Stored data entries:
* * *

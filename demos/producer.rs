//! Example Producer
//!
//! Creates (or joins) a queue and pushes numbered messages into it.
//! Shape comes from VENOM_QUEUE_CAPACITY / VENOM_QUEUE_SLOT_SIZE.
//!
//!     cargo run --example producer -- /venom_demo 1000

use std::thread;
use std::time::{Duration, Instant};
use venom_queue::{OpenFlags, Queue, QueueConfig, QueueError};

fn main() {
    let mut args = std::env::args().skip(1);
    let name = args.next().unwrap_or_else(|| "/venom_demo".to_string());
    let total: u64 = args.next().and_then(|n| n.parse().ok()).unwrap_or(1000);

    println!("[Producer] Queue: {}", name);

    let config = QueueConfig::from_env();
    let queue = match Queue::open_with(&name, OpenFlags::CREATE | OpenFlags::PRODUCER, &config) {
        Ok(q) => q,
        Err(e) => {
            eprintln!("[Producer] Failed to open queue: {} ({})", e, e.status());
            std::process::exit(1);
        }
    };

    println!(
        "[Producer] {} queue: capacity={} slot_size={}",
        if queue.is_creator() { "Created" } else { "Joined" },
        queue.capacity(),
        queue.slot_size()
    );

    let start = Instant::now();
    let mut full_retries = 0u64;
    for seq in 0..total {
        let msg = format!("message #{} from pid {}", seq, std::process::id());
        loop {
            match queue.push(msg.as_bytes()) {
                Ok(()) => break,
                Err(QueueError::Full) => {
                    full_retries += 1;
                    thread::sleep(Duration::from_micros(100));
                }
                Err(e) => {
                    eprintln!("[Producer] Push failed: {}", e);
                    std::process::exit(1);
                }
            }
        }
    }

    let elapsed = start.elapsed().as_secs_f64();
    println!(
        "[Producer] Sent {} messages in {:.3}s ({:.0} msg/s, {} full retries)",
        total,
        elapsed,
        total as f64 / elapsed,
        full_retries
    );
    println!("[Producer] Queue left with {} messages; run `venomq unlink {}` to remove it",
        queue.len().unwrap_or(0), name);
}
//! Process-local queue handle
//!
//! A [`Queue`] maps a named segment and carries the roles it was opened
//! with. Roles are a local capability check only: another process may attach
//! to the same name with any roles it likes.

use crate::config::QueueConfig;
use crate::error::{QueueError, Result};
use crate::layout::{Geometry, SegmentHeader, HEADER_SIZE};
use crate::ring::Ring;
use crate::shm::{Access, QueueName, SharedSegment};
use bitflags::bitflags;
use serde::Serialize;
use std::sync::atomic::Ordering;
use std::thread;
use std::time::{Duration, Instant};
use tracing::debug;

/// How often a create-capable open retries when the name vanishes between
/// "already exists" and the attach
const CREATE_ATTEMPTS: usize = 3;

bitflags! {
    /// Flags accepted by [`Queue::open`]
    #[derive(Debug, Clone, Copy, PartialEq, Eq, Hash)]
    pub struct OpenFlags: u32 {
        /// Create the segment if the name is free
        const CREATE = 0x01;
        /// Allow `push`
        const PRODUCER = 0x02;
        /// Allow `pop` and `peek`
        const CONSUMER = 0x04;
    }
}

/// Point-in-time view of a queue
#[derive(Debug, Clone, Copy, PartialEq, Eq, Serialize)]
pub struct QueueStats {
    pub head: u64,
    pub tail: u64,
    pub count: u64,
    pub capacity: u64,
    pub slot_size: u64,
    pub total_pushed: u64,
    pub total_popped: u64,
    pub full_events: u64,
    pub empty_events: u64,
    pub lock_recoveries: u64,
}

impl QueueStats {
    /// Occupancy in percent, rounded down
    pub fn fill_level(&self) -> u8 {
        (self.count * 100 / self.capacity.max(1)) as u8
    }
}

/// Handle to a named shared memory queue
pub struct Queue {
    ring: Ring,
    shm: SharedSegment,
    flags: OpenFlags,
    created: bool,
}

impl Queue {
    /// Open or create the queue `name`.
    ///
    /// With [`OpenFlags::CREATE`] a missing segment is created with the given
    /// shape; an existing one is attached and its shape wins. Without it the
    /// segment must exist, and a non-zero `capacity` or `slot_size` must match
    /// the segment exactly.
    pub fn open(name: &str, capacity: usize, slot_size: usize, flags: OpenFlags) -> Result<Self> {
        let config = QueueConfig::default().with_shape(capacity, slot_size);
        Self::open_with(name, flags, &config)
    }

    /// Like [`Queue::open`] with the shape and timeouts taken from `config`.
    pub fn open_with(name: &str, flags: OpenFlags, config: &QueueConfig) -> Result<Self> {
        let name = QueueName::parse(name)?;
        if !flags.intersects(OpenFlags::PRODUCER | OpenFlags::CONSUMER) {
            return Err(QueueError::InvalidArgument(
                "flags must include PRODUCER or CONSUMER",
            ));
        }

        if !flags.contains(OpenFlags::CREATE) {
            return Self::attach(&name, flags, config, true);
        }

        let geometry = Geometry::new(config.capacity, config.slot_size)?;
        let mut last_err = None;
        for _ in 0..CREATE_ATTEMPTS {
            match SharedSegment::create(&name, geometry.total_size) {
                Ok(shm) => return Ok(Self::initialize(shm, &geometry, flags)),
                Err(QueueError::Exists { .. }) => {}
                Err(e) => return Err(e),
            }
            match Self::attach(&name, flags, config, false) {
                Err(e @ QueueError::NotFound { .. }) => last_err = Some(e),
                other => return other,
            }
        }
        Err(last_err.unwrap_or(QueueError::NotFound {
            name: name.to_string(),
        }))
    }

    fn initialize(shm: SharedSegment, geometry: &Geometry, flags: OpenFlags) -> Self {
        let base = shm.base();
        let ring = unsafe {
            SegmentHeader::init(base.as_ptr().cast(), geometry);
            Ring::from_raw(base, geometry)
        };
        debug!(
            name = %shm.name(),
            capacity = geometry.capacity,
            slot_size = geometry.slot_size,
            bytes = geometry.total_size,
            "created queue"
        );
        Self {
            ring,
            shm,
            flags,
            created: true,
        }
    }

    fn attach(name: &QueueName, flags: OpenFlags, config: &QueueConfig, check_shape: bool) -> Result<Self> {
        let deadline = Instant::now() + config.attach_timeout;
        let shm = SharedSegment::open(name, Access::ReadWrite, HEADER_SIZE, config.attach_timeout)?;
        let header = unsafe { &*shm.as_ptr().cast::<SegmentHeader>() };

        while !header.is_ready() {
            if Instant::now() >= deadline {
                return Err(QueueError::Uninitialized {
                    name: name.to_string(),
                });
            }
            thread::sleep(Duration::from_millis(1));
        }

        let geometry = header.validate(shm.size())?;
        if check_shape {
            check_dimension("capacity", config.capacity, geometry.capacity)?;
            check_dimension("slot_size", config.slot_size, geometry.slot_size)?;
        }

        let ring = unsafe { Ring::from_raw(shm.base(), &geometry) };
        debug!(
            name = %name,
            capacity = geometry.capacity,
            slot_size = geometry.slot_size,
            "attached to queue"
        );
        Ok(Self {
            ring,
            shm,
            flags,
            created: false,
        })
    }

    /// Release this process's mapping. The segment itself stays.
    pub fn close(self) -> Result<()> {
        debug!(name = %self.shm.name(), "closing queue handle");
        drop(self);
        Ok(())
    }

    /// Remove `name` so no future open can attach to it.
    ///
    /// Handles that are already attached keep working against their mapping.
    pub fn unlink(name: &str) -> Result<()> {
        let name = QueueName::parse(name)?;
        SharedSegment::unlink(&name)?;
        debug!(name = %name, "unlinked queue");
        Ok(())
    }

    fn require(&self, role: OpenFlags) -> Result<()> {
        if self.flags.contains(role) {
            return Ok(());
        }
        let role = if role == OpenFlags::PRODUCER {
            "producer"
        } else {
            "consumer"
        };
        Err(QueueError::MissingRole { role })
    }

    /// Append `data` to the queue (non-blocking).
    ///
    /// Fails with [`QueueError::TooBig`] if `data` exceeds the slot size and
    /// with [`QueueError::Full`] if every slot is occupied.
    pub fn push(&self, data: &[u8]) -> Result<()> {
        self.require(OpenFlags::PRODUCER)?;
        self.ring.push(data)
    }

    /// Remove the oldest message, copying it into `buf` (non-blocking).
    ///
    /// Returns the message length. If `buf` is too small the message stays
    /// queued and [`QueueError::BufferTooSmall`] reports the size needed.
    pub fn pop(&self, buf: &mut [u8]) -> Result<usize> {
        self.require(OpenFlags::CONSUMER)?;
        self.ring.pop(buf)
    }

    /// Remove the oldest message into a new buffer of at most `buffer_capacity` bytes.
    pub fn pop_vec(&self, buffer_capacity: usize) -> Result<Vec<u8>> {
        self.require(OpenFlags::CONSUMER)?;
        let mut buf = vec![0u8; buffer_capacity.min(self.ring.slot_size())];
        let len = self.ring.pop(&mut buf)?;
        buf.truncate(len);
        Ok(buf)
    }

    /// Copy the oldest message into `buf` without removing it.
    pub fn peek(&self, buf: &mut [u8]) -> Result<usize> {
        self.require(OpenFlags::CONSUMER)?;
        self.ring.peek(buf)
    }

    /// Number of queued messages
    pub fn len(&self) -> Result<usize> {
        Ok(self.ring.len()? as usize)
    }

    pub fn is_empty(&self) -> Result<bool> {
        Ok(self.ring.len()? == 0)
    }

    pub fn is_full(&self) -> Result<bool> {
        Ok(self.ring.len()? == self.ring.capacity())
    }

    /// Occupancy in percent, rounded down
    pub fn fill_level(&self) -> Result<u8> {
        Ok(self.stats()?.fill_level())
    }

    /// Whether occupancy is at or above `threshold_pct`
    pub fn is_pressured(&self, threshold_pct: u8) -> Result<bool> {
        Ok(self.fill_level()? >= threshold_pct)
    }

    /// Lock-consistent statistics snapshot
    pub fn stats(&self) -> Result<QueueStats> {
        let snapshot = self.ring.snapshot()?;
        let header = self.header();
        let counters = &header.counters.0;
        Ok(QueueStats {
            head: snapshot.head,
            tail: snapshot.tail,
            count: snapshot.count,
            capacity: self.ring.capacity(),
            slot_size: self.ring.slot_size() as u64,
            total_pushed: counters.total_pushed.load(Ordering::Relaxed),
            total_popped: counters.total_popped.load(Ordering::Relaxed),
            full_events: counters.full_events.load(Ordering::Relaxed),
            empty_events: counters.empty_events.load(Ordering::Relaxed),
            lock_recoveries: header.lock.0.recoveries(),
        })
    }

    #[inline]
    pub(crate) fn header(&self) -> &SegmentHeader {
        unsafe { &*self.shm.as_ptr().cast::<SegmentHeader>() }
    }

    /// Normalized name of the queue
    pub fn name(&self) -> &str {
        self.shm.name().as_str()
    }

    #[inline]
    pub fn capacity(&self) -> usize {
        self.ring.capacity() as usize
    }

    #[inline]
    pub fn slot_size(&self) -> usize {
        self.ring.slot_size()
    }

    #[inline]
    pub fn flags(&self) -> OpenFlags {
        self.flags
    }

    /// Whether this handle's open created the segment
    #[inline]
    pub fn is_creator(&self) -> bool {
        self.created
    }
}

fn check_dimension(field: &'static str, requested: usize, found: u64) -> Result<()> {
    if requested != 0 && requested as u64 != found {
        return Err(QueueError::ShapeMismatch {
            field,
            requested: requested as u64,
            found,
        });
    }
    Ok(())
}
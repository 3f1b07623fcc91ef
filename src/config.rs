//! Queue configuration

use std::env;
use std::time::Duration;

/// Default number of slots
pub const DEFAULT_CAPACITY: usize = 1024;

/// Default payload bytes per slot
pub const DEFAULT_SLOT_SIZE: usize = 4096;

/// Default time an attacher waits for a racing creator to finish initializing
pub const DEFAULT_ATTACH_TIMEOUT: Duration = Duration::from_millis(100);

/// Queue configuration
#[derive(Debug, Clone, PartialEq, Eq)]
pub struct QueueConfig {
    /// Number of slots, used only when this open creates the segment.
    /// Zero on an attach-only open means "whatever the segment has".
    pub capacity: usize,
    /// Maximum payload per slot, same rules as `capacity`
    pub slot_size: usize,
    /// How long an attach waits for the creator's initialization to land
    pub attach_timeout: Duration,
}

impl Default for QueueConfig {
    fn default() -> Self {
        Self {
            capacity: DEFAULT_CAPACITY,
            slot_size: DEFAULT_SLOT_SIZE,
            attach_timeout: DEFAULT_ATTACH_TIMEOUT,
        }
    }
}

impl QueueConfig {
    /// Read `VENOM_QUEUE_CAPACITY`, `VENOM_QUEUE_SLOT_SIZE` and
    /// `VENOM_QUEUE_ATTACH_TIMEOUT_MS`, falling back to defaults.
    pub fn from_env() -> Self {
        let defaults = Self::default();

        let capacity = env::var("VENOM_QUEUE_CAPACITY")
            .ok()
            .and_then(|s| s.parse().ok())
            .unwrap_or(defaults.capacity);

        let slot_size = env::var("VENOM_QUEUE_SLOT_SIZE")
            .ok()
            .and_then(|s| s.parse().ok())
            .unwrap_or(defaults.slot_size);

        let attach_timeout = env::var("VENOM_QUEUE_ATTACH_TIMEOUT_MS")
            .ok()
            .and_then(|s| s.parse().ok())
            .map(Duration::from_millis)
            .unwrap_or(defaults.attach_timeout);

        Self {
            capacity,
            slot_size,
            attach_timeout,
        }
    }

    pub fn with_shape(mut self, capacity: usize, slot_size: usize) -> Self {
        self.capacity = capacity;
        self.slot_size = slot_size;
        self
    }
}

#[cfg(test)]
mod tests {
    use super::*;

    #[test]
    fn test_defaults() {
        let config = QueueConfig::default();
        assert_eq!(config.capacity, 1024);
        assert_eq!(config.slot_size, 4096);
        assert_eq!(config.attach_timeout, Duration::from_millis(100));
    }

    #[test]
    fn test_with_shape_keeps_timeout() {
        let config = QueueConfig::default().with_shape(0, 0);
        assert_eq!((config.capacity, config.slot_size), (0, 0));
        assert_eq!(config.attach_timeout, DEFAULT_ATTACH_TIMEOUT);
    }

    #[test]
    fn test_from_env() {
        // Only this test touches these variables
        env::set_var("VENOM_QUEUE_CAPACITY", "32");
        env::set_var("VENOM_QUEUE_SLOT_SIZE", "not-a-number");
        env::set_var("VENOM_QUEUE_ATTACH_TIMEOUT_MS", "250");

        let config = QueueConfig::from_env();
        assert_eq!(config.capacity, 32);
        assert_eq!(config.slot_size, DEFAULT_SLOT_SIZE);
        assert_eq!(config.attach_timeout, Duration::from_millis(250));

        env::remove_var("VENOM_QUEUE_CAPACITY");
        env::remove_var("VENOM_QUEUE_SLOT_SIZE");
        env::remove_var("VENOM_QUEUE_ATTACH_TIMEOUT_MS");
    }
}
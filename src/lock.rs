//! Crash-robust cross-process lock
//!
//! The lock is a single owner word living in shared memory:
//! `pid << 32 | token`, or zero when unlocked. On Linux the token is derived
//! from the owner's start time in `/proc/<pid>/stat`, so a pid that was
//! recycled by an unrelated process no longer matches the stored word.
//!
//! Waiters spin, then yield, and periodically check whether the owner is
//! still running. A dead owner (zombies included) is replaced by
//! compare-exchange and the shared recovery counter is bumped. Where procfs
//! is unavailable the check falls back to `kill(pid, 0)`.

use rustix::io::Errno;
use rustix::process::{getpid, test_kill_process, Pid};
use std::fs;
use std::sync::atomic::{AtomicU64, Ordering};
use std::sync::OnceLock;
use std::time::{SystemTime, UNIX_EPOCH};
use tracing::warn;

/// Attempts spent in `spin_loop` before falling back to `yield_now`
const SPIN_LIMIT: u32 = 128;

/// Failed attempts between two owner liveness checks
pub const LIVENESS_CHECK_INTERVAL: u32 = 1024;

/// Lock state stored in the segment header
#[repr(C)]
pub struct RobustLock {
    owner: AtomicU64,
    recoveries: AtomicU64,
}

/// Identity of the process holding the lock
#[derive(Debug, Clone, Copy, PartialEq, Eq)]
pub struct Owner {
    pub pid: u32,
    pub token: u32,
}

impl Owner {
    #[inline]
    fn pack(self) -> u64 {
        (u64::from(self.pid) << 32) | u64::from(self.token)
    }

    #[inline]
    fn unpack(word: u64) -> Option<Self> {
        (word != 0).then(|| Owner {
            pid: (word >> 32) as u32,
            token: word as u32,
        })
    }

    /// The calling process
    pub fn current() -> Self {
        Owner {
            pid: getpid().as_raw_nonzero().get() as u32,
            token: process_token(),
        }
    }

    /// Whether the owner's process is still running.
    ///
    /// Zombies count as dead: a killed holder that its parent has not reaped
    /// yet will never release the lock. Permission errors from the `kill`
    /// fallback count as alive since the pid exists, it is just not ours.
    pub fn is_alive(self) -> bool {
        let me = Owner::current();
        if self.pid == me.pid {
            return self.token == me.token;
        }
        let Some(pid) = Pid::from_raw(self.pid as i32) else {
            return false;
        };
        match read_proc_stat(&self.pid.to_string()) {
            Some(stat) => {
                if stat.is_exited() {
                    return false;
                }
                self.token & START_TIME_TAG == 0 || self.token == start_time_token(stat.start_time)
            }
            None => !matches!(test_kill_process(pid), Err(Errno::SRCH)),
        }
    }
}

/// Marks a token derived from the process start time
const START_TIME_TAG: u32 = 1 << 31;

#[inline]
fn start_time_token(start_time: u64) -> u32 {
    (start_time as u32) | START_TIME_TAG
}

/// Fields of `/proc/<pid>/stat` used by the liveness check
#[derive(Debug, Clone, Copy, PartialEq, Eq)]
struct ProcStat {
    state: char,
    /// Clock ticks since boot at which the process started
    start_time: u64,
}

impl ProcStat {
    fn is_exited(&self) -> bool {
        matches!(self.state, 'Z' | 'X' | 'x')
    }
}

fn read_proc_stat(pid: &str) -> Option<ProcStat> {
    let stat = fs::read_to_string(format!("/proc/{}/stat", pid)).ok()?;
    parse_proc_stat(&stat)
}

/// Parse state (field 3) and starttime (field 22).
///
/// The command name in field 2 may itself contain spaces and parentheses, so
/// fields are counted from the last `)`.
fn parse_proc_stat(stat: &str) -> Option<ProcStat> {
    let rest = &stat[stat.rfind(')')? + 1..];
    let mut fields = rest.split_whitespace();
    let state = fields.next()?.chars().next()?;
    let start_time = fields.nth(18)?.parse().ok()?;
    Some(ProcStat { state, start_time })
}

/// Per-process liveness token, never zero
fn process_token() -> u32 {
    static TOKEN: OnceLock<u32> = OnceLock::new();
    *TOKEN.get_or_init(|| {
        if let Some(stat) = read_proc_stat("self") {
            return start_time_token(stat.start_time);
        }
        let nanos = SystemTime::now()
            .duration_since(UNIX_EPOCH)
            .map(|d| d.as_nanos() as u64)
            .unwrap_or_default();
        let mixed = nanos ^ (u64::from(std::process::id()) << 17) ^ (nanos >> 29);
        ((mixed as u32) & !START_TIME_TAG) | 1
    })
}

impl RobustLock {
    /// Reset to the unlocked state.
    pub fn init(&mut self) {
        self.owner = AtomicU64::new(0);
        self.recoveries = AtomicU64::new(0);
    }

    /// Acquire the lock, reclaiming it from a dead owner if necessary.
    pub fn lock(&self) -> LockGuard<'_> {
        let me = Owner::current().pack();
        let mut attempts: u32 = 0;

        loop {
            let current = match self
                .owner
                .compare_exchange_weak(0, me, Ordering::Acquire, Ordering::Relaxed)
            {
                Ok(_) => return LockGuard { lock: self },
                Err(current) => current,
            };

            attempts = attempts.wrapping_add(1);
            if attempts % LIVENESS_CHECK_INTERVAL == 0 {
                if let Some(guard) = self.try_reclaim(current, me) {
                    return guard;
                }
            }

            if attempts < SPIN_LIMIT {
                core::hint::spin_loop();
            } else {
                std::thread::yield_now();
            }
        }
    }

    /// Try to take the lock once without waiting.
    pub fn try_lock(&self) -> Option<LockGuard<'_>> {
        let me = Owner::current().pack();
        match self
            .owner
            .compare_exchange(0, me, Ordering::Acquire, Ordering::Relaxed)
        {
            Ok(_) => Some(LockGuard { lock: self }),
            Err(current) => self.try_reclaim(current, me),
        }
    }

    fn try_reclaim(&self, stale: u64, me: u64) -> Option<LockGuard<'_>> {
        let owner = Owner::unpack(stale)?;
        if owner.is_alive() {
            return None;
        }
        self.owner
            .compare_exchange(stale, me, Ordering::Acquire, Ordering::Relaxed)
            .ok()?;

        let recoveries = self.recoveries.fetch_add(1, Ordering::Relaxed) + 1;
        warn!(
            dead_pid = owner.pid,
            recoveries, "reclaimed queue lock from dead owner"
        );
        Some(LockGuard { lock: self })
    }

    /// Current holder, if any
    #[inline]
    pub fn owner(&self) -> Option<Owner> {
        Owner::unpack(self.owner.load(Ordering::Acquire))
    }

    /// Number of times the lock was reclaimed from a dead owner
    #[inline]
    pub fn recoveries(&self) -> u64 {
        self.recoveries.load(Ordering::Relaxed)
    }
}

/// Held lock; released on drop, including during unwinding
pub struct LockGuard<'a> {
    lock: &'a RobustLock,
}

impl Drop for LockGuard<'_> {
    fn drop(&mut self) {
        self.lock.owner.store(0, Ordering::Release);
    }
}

* * *

ASSIGNMENT: Among the entries above, how many lines include "holder"? State the number and nothing else.

EXERCISE ANSWER: 2